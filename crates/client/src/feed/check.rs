//! Structural validation and freshness checks of published feeds.

use std::fs::File;
use std::io::BufReader;
use std::path::Path;
use std::time::{Duration, SystemTime};

use chrono::{DateTime, Utc};
use noticefeed_core::Error;
use rss::Channel;
use rss::validation::Validate;

/// What a structurally valid feed contains.
#[derive(Debug, Clone, PartialEq, Eq)]
pub struct FeedSummary {
    pub items: usize,
    pub newest: Option<DateTime<Utc>>,
}

/// Parse and structurally check a feed file.
///
/// The document must have an `rss` root with a `channel` carrying a
/// title, link and description; every item needs a title or description
/// and a parseable `pubDate` when one is present.
///
/// # Errors
///
/// Returns `Error::CachePersistence` if the file cannot be read and
/// `Error::Serialization` describing the first structural problem found.
pub fn validate_feed(path: &Path) -> Result<FeedSummary, Error> {
    let file = File::open(path).map_err(|e| Error::CachePersistence(format!("{}: {e}", path.display())))?;
    let channel = Channel::read_from(BufReader::new(file))
        .map_err(|e| Error::Serialization(format!("{}: not an RSS document: {e}", path.display())))?;

    let invalid = |what: String| Error::Serialization(format!("{}: {what}", path.display()));

    for (name, value) in [("title", channel.title()), ("link", channel.link()), ("description", channel.description())] {
        if value.trim().is_empty() {
            return Err(invalid(format!("channel is missing <{name}>")));
        }
    }

    let mut newest: Option<DateTime<Utc>> = None;
    for (index, item) in channel.items().iter().enumerate() {
        if item.title().is_none() && item.description().is_none() {
            return Err(invalid(format!("item {index} has neither title nor description")));
        }
        if let Some(raw) = item.pub_date() {
            let published = DateTime::parse_from_rfc2822(raw)
                .map_err(|e| invalid(format!("item {index} has an invalid pubDate '{raw}': {e}")))?
                .with_timezone(&Utc);
            newest = newest.max(Some(published));
        }
    }

    channel.validate().map_err(|e| invalid(e.to_string()))?;

    Ok(FeedSummary { items: channel.items().len(), newest })
}

/// Freshness verdict for one feed file.
#[derive(Debug, Clone, PartialEq, Eq)]
pub enum Health {
    Fresh { items: usize, age: Duration },
    Stale { age: Duration, max_age: Duration },
    Empty,
    Missing,
    Invalid(String),
}

impl Health {
    pub fn is_ok(&self) -> bool {
        matches!(self, Health::Fresh { .. })
    }
}

/// Check that the feed at `path` was rewritten within `max_age` of `now`
/// and holds at least one item.
pub fn check_health(path: &Path, max_age: Duration, now: SystemTime) -> Health {
    let modified = match std::fs::metadata(path).and_then(|m| m.modified()) {
        Ok(modified) => modified,
        Err(e) if e.kind() == std::io::ErrorKind::NotFound => return Health::Missing,
        Err(e) => return Health::Invalid(e.to_string()),
    };
    let age = now.duration_since(modified).unwrap_or_default();

    let summary = match validate_feed(path) {
        Ok(summary) => summary,
        Err(e) => return Health::Invalid(e.to_string()),
    };

    if age > max_age {
        Health::Stale { age, max_age }
    } else if summary.items == 0 {
        Health::Empty
    } else {
        Health::Fresh { items: summary.items, age }
    }
}

#[cfg(test)]
mod tests {
    use super::*;
    use crate::feed::FeedBuilder;
    use chrono::TimeZone;
    use noticefeed_core::NoticeRecord;
    use noticefeed_core::config::default_sources;

    const HOUR: Duration = Duration::from_secs(3600);

    fn write_feed(path: &Path, notices: Vec<NoticeRecord>) {
        let built_at = Utc.with_ymd_and_hms(2025, 4, 12, 0, 0, 0).unwrap();
        FeedBuilder::for_source(&default_sources()[0]).publish(path, notices, built_at).unwrap();
    }

    fn notice() -> NoticeRecord {
        let at = Utc.with_ymd_and_hms(2025, 4, 10, 18, 0, 0).unwrap();
        NoticeRecord::new("Mid-term exam schedule", "https://aust.edu/notice/101", at)
    }

    #[test]
    fn test_validate_published_feed() {
        let dir = tempfile::tempdir().unwrap();
        let path = dir.path().join("feed.xml");
        write_feed(&path, vec![notice()]);

        let summary = validate_feed(&path).unwrap();
        assert_eq!(summary.items, 1);
        assert_eq!(summary.newest, Some(notice().published));
    }

    #[test]
    fn test_validate_rejects_missing_channel_fields() {
        let dir = tempfile::tempdir().unwrap();
        let path = dir.path().join("feed.xml");
        std::fs::write(
            &path,
            r#"<?xml version="1.0"?><rss version="2.0"><channel><title>t</title><description>d</description></channel></rss>"#,
        )
        .unwrap();

        let err = validate_feed(&path).unwrap_err();
        assert!(err.to_string().contains("<link>"));
    }

    #[test]
    fn test_validate_rejects_bad_pub_date() {
        let dir = tempfile::tempdir().unwrap();
        let path = dir.path().join("feed.xml");
        std::fs::write(
            &path,
            r#"<rss version="2.0"><channel><title>t</title><link>https://aust.edu/notice</link><description>d</description>
               <item><title>a</title><pubDate>yesterday</pubDate></item></channel></rss>"#,
        )
        .unwrap();

        assert!(matches!(validate_feed(&path), Err(Error::Serialization(msg)) if msg.contains("pubDate")));
    }

    #[test]
    fn test_validate_rejects_non_rss() {
        let dir = tempfile::tempdir().unwrap();
        let path = dir.path().join("feed.xml");
        std::fs::write(&path, "<html><body>oops</body></html>").unwrap();
        assert!(matches!(validate_feed(&path), Err(Error::Serialization(_))));

        let missing = dir.path().join("absent.xml");
        assert!(matches!(validate_feed(&missing), Err(Error::CachePersistence(_))));
    }

    #[test]
    fn test_health_states() {
        let dir = tempfile::tempdir().unwrap();
        let path = dir.path().join("feed.xml");
        assert_eq!(check_health(&path, HOUR, SystemTime::now()), Health::Missing);

        write_feed(&path, vec![notice()]);
        let health = check_health(&path, HOUR, SystemTime::now());
        assert!(health.is_ok(), "{health:?}");

        let later = SystemTime::now() + 2 * HOUR;
        assert!(matches!(check_health(&path, HOUR, later), Health::Stale { .. }));
    }

    #[test]
    fn test_health_empty_feed() {
        let dir = tempfile::tempdir().unwrap();
        let path = dir.path().join("feed.xml");
        write_feed(&path, Vec::new());
        assert_eq!(check_health(&path, HOUR, SystemTime::now()), Health::Empty);
    }
}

> Exercise:
Each line above is to be reproduced exactly. Leave none out.

> Response:
filename crates/client/src/feed/check.rs
//! Structural validation and freshness checks of published feeds.

use std::fs::File;
use std::io::BufReader;
use std::path::Path;
use std::time::{Duration, SystemTime};

use chrono::{DateTime, Utc};
use noticefeed_core::Error;
use rss::Channel;
use rss::validation::Validate;

/// What a structurally valid feed contains.
#[derive(Debug, Clone, PartialEq, Eq)]
pub struct FeedSummary {
    pub items: usize,
    pub newest: Option<DateTime<Utc>>,
}

/// Parse and structurally check a feed file.
///
/// The document must have an `rss` root with a `channel` carrying a
/// title, link and description; every item needs a title or description
/// and a parseable `pubDate` when one is present.
///
/// # Errors
///
/// Returns `Error::CachePersistence` if the file cannot be read and
/// `Error::Serialization` describing the first structural problem found.
pub fn validate_feed(path: &Path) -> Result<FeedSummary, Error> {
    let file = File::open(path).map_err(|e| Error::CachePersistence(format!("{}: {e}", path.display())))?;
    let channel = Channel::read_from(BufReader::new(file))
        .map_err(|e| Error::Serialization(format!("{}: not an RSS document: {e}", path.display())))?;

    let invalid = |what: String| Error::Serialization(format!("{}: {what}", path.display()));

    for (name, value) in [("title", channel.title()), ("link", channel.link()), ("description", channel.description())] {
        if value.trim().is_empty() {
            return Err(invalid(format!("channel is missing <{name}>")));
        }
    }

    let mut newest: Option<DateTime<Utc>> = None;
    for (index, item) in channel.items().iter().enumerate() {
        if item.title().is_none() && item.description().is_none() {
            return Err(invalid(format!("item {index} has neither title nor description")));
        }
        if let Some(raw) = item.pub_date() {
            let published = DateTime::parse_from_rfc2822(raw)
                .map_err(|e| invalid(format!("item {index} has an invalid pubDate '{raw}': {e}")))?
                .with_timezone(&Utc);
            newest = newest.max(Some(published));
        }
    }

    channel.validate().map_err(|e| invalid(e.to_string()))?;

    Ok(FeedSummary { items: channel.items().len(), newest })
}

/// Freshness verdict for one feed file.
#[derive(Debug, Clone, PartialEq, Eq)]
pub enum Health {
    Fresh { items: usize, age: Duration },
    Stale { age: Duration, max_age: Duration },
    Empty,
    Missing,
    Invalid(String),
}

impl Health {
    pub fn is_ok(&self) -> bool {
        matches!(self, Health::Fresh { .. })
    }
}

/// Check that the feed at `path` was rewritten within `max_age` of `now`
/// and holds at least one item.
pub fn check_health(path: &Path, max_age: Duration, now: SystemTime) -> Health {
    let modified = match std::fs::metadata(path).and_then(|m| m.modified()) {
        Ok(modified) => modified,
        Err(e) if e.kind() == std::io::ErrorKind::NotFound => return Health::Missing,
        Err(e) => return Health::Invalid(e.to_string()),
    };
    let age = now.duration_since(modified).unwrap_or_default();

    let summary = match validate_feed(path) {
        Ok(summary) => summary,
        Err(e) => return Health::Invalid(e.to_string()),
    };

    if age > max_age {
        Health::Stale { age, max_age }
    } else if summary.items == 0 {
        Health::Empty
    } else {
        Health::Fresh { items: summary.items, age }
    }
}

#[cfg(test)]
mod tests {
    use super::*;
    use crate::feed::FeedBuilder;
    use chrono::TimeZone;
    use noticefeed_core::NoticeRecord;
    use noticefeed_core::config::default_sources;

    const HOUR: Duration = Duration::from_secs(3600);

    fn write_feed(path: &Path, notices: Vec<NoticeRecord>) {
        let built_at = Utc.with_ymd_and_hms(2025, 4, 12, 0, 0, 0).unwrap();
        FeedBuilder::for_source(&default_sources()[0]).publish(path, notices, built_at).unwrap();
    }

    fn notice() -> NoticeRecord {
        let at = Utc.with_ymd_and_hms(2025, 4, 10, 18, 0, 0).unwrap();
        NoticeRecord::new("Mid-term exam schedule", "https://aust.edu/notice/101", at)
    }

    #[test]
    fn test_validate_published_feed() {
        let dir = tempfile::tempdir().unwrap();
        let path = dir.path().join("feed.xml");
        write_feed(&path, vec![notice()]);

        let summary = validate_feed(&path).unwrap();
        assert_eq!(summary.items, 1);
        assert_eq!(summary.newest, Some(notice().published));
    }

    #[test]
    fn test_validate_rejects_missing_channel_fields() {
        let dir = tempfile::tempdir().unwrap();
        let path = dir.path().join("feed.xml");
        std::fs::write(
            &path,
            r#"<?xml version="1.0"?><rss version="2.0"><channel><title>t</title><description>d</description></channel></rss>"#,
        )
        .unwrap();

        let err = validate_feed(&path).unwrap_err();
        assert!(err.to_string().contains("<link>"));
    }

    #[test]
    fn test_validate_rejects_bad_pub_date() {
        let dir = tempfile::tempdir().unwrap();
        let path = dir.path().join("feed.xml");
        std::fs::write(
            &path,
            r#"<rss version="2.0"><channel><title>t</title><link>https://aust.edu/notice</link><description>d</description>
               <item><title>a</title><pubDate>yesterday</pubDate></item></channel></rss>"#,
        )
        .unwrap();

        assert!(matches!(validate_feed(&path), Err(Error::Serialization(msg)) if msg.contains("pubDate")));
    }

    #[test]
    fn test_validate_rejects_non_rss() {
        let dir = tempfile::tempdir().unwrap();
        let path = dir.path().join("feed.xml");
        std::fs::write(&path, "<html><body>oops</body></html>").unwrap();
        assert!(matches!(validate_feed(&path), Err(Error::Serialization(_))));

        let missing = dir.path().join("absent.xml");
        assert!(matches!(validate_feed(&missing), Err(Error::CachePersistence(_))));
    }

    #[test]
    fn test_health_states() {
        let dir = tempfile::tempdir().unwrap();
        let path = dir.path().join("feed.xml");
        assert_eq!(check_health(&path, HOUR, SystemTime::now()), Health::Missing);

        write_feed(&path, vec![notice()]);
        let health = check_health(&path, HOUR, SystemTime::now());
        assert!(health.is_ok(), "{health:?}");

        let later = SystemTime::now() + 2 * HOUR;
        assert!(matches!(check_health(&path, HOUR, later), Health::Stale { .. }));
    }

    #[test]
    fn test_health_empty_feed() {
        let dir = tempfile::tempdir().unwrap();
        let path = dir.path().join("feed.xml");
        write_feed(&path, Vec::new());
        assert_eq!(check_health(&path, HOUR, SystemTime::now()), Health::Empty);
    }
}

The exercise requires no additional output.